Find file History
caisq [speech-commands] Allow manual specification of key frame index (#134)
in a long spectrogram (i.e., a spectrogram with a frame count
greater than what's accepted by the convnet model)
Latest commit 031923e Jan 15, 2019

README.md

Speech Command Recognizer

The Speech Command Recognizer is a JavaScript module that enables recognition of spoken commands comprised of simple isolated English words from a small vocabulary. The default vocabulary includes the following words: the ten digits from "zero" to "nine", "up", "down", "left", "right", "go", "stop", "yes", "no", as well as the additional categories of "unknown word" and "background noise".

It uses the web browser's WebAudio API. It is built on top of TensorFlow.js and can perform inference and transfer learning entirely in the browser, using WebGL GPU acceleration.

The underlying deep neural network has been trained using the TensorFlow Speech Commands Dataset.
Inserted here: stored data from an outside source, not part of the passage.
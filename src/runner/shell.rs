//! Menu loop: draw, read a choice, run the action, repeat.
//!
//! The shell is generic over its input and output so sessions can be
//! scripted in tests. Arguments are read one per line and trimmed. End of
//! input at any prompt ends the session as if `0` had been chosen.

use std::io::{self, BufRead, Write};

use console::{style, Term};

use crate::app::Explorer;
use crate::errors::render_error;
use crate::fs_op::traverse::TraversalEvent;
use crate::ui::format::{format_entry_line, format_size};
use crate::ui::menu::{render_banner, render_menu, MenuChoice};

/// Presentation switches for a session.
#[derive(Debug, Clone, Copy, PartialEq, Eq)]
pub struct ShellOptions {
    /// Clear the terminal before each menu (needs a screen, see
    /// [`Shell::with_screen`]).
    pub clear_screen: bool,
    /// Wait for Enter after each action.
    pub pause: bool,
}

impl Default for ShellOptions {
    fn default() -> Self {
        ShellOptions {
            clear_screen: true,
            pause: true,
        }
    }
}

#[derive(Debug, Clone, Copy, PartialEq, Eq)]
enum Flow {
    Continue,
    Quit,
}

pub struct Shell<R, W> {
    explorer: Explorer,
    input: R,
    out: W,
    options: ShellOptions,
    screen: Option<Term>,
}

impl<R: BufRead, W: Write> Shell<R, W> {
    pub fn new(explorer: Explorer, input: R, out: W, options: ShellOptions) -> Self {
        Shell {
            explorer,
            input,
            out,
            options,
            screen: None,
        }
    }

    /// Terminal used for clearing the screen.
    pub fn with_screen(mut self, term: Term) -> Self {
        self.screen = Some(term);
        self
    }

    pub fn explorer(&self) -> &Explorer {
        &self.explorer
    }

    /// Give back the output sink (used by tests to inspect the transcript).
    pub fn into_output(self) -> W {
        self.out
    }

    /// Run until the user quits or input ends.
    pub fn run(&mut self) -> io::Result<()> {
        loop {
            self.clear()?;
            write!(self.out, "{}\n{}", render_banner(), render_menu())?;
            let Some(line) = self.prompt("Enter your choice: ")? else {
                break;
            };
            let flow = match MenuChoice::parse(&line) {
                Some(MenuChoice::Exit) => break,
                Some(choice) => self.dispatch(choice)?,
                None => {
                    writeln!(self.out, "Invalid choice. Try again.")?;
                    Flow::Continue
                }
            };
            if flow == Flow::Quit || (self.options.pause && !self.pause()?) {
                break;
            }
            writeln!(self.out, "\n{}", "-".repeat(52))?;
        }
        writeln!(self.out, "\nExiting File Explorer. Goodbye!")?;
        self.out.flush()
    }

    fn clear(&mut self) -> io::Result<()> {
        if !self.options.clear_screen {
            return Ok(());
        }
        if let Some(term) = &self.screen {
            self.out.flush()?;
            term.clear_screen()?;
        }
        Ok(())
    }

    fn read_line(&mut self) -> io::Result<Option<String>> {
        let mut buf = String::new();
        if self.input.read_line(&mut buf)? == 0 {
            return Ok(None);
        }
        Ok(Some(buf.trim().to_string()))
    }

    fn prompt(&mut self, label: &str) -> io::Result<Option<String>> {
        write!(self.out, "{}", label)?;
        self.out.flush()?;
        self.read_line()
    }

    // false when input ended while waiting
    fn pause(&mut self) -> io::Result<bool> {
        let label = style("Press Enter to continue...").blue().bold().to_string();
        Ok(self.prompt(&format!("\n{}", label))?.is_some())
    }

    fn dispatch(&mut self, choice: MenuChoice) -> io::Result<Flow> {
        match choice {
            MenuChoice::Exit => Ok(Flow::Quit),
            MenuChoice::List => self.list(),
            MenuChoice::ShowPath => self.show_path(),
            MenuChoice::ChangeDirectory => self.change_directory(),
            MenuChoice::CreateFile => self.create_file(),
            MenuChoice::DeleteFile => self.delete_file(),
            MenuChoice::Rename => self.rename(),
            MenuChoice::Copy => self.copy(),
            MenuChoice::Search => self.search(),
            MenuChoice::ShowPermissions => self.show_permissions(),
            MenuChoice::ChangePermissions => self.change_permissions(),
        }
    }

    fn list(&mut self) -> io::Result<Flow> {
        writeln!(self.out)?;
        let mut shown = 0usize;
        for ev in self.explorer.list() {
            match ev {
                TraversalEvent::Entry(e) => {
                    writeln!(self.out, "{}", format_entry_line(&e))?;
                    shown += 1;
                }
                TraversalEvent::Unreadable { path, error } => {
                    writeln!(self.out, "Unable to open directory {}: {}", path.display(), error)?;
                }
                TraversalEvent::Found(_) => {}
            }
        }
        if shown == 0 {
            writeln!(self.out, "(no entries)")?;
        }
        Ok(Flow::Continue)
    }

    fn show_path(&mut self) -> io::Result<Flow> {
        let cwd = self.explorer.cwd().display().to_string();
        writeln!(self.out, "\nCurrent directory: {}", style(cwd).green().bold())?;
        Ok(Flow::Continue)
    }

    fn change_directory(&mut self) -> io::Result<Flow> {
        let Some(target) = self.prompt("\nEnter directory to navigate: ")? else {
            return Ok(Flow::Quit);
        };
        match self.explorer.change_directory(&target) {
            Ok(p) => {
                let p = p.display().to_string();
                writeln!(self.out, "Moved to directory: {}", p)?
            }
            Err(e) => writeln!(self.out, "{}", render_error("changing directory", &e))?,
        }
        Ok(Flow::Continue)
    }

    fn create_file(&mut self) -> io::Result<Flow> {
        let Some(name) = self.prompt("\nEnter filename to create: ")? else {
            return Ok(Flow::Quit);
        };
        match self.explorer.create_file(&name) {
            Ok(_) => writeln!(self.out, "File '{}' created successfully.", name)?,
            Err(e) => writeln!(self.out, "{}", render_error("creating file", &e))?,
        }
        Ok(Flow::Continue)
    }

    fn delete_file(&mut self) -> io::Result<Flow> {
        let Some(name) = self.prompt("\nEnter filename to delete: ")? else {
            return Ok(Flow::Quit);
        };
        match self.explorer.delete_file(&name) {
            Ok(_) => writeln!(self.out, "File '{}' deleted successfully.", name)?,
            Err(e) => writeln!(self.out, "{}", render_error("deleting file", &e))?,
        }
        Ok(Flow::Continue)
    }

    fn rename(&mut self) -> io::Result<Flow> {
        let Some(old) = self.prompt("\nEnter existing filename: ")? else {
            return Ok(Flow::Quit);
        };
        let Some(new) = self.prompt("Enter new filename or path: ")? else {
            return Ok(Flow::Quit);
        };
        match self.explorer.rename(&old, &new) {
            Ok(_) => writeln!(self.out, "File renamed/moved successfully.")?,
            Err(e) => writeln!(self.out, "{}", render_error("renaming/moving file", &e))?,
        }
        Ok(Flow::Continue)
    }

    fn copy(&mut self) -> io::Result<Flow> {
        let Some(src) = self.prompt("\nEnter source file: ")? else {
            return Ok(Flow::Quit);
        };
        let Some(dst) = self.prompt("Enter destination file: ")? else {
            return Ok(Flow::Quit);
        };
        match self.explorer.copy(&src, &dst) {
            Ok(n) => writeln!(self.out, "File copied successfully ({}).", format_size(n))?,
            Err(e) => writeln!(self.out, "{}", render_error("copying file", &e))?,
        }
        Ok(Flow::Continue)
    }

    fn search(&mut self) -> io::Result<Flow> {
        let Some(name) = self.prompt("\nEnter filename to search: ")? else {
            return Ok(Flow::Quit);
        };
        let hits = match self.explorer.search(&name) {
            Ok(t) => t,
            Err(e) => {
                writeln!(self.out, "{}", render_error("searching", &e))?;
                return Ok(Flow::Continue);
            }
        };
        let mut found = 0usize;
        // Unreadable directories are skipped quietly during search.
        for ev in hits {
            if let TraversalEvent::Found(p) = ev {
                writeln!(self.out, "Found: {}", p.display())?;
                found += 1;
            }
        }
        if found == 0 {
            writeln!(self.out, "No matches for '{}'.", name)?;
        }
        Ok(Flow::Continue)
    }

    fn show_permissions(&mut self) -> io::Result<Flow> {
        let Some(name) = self.prompt("\nEnter filename: ")? else {
            return Ok(Flow::Quit);
        };
        match self.explorer.show_permissions(&name) {
            Ok(info) => writeln!(self.out, "Permissions: {} ({})", info.symbolic(), info.octal())?,
            Err(e) => writeln!(self.out, "{}", render_error("reading permissions", &e))?,
        }
        Ok(Flow::Continue)
    }

    fn change_permissions(&mut self) -> io::Result<Flow> {
        let Some(name) = self.prompt("\nEnter filename: ")? else {
            return Ok(Flow::Quit);
        };
        let Some(mode) = self.prompt("Enter permission mode (e.g., 777): ")? else {
            return Ok(Flow::Quit);
        };
        match self.explorer.change_permissions(&name, &mode) {
            Ok(_) => writeln!(self.out, "Permissions updated.")?,
            Err(e) => writeln!(self.out, "{}", render_error("changing permissions", &e))?,
        }
        Ok(Flow::Continue)
    }
}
For more details on the data set, see:

Warden, P. (2018) "Speech commands: A dataset for limited-vocabulary speech recognition" https://arxiv.org/pdf/1804.03209.pdf

API Usage

A speech command recognizer can be used in two ways:

  1. Online streaming recognition, during which the library automatically opens an audio input channel using the browser's getUserMedia and WebAudio APIs (requesting permission from user) and performs real-time recognition on the audio input.
  2. Offline recognition, in which you provide a pre-constructed TensorFlow.js Tensor object or a Float32Array and the recognizer will return the recognition results.

Online streaming recognition

To use the speech-command recognizer, first create a recognizer instance, then start the streaming recognition by calling its listen() method.
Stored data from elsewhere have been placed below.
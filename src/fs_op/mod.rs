//! Filesystem primitives: traversal, metadata classification and the
//! mutating operations offered by the explorer. Everything here takes
//! explicit paths; nothing reads or changes the process working directory.

pub mod copy;
pub mod create;
pub mod entry;
pub mod error;
pub mod mv;
pub mod path;
pub mod permissions;
pub mod remove;
pub mod stat;
pub mod traverse;

pub use entry::{DirectoryEntry, EntryKind};
pub use error::FsOpError;
pub use permissions::PermissionInfo;
pub use traverse::{Traversal, TraversalEvent, TraversalMode};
import * as tf from '@tensorflow/tfjs';
import * as speechCommands from '@tensorflow-models/speech-commands';

// When calling `create()`, you must provide the type of the audio input.
// The two available options are `BROWSER_FFT` and `SOFT_FFT`.
// - BROWSER_FFT uses the browser's native Fourier transform.
// - SOFT_FFT uses JavaScript implementations of Fourier transform
//   (not implemented yet).
const recognizer = speechCommands.create('BROWSER_FFT');

// Make sure that the underlying model and metadata are loaded via HTTPS
// requests.
await recognizer.ensureModelLoaded();

// See the array of words that the recognizer is trained to recognize.
console.log(recognizer.wordLabels());

// `listen()` takes two arguments:
// 1. A callback function that is invoked anytime a word is recognized.
// 2. A configuration object with adjustable fields such a
//    - includeSpectrogram
//    - probabilityThreshold
//    - includeEmbedding
recognizer.listen(result => {
  // - result.scores contains the probability scores that correspond to
  //   recognizer.wordLabels().
  // - result.spectrogram contains the spectrogram of the recognized word.
}, {
  includeSpectrogram: true,
  probabilityThreshold: 0.75
});

// Stop the recognition in 10 seconds.
setTimeout(() => recognizer.stopListening(), 10e3);

Vocabularies

When calling speechCommands.create(), you can specify the vocabulary the loaded model will be able to recognize. This is specified as the second, optional argument to speechCommands.create(). For example:

const recognizer = speechCommands.create('BROWSER_FFT', 'directional4w');

Currently, the supported vocabularies are:

  • '18w' (default): The 20 item vocaulbary, consisting of: 'zero', 'one', 'two', 'three', 'four', 'five', 'six', 'seven', 'eight', 'nine', 'up', 'down', 'left', 'right', 'go', 'stop', 'yes', and 'no', in addition to 'background_noise' and 'unknown'.
  • 'directional4w': The four directional words: 'up', 'down', 'left', and 'right', in addition to 'background_noise' and 'unknown'.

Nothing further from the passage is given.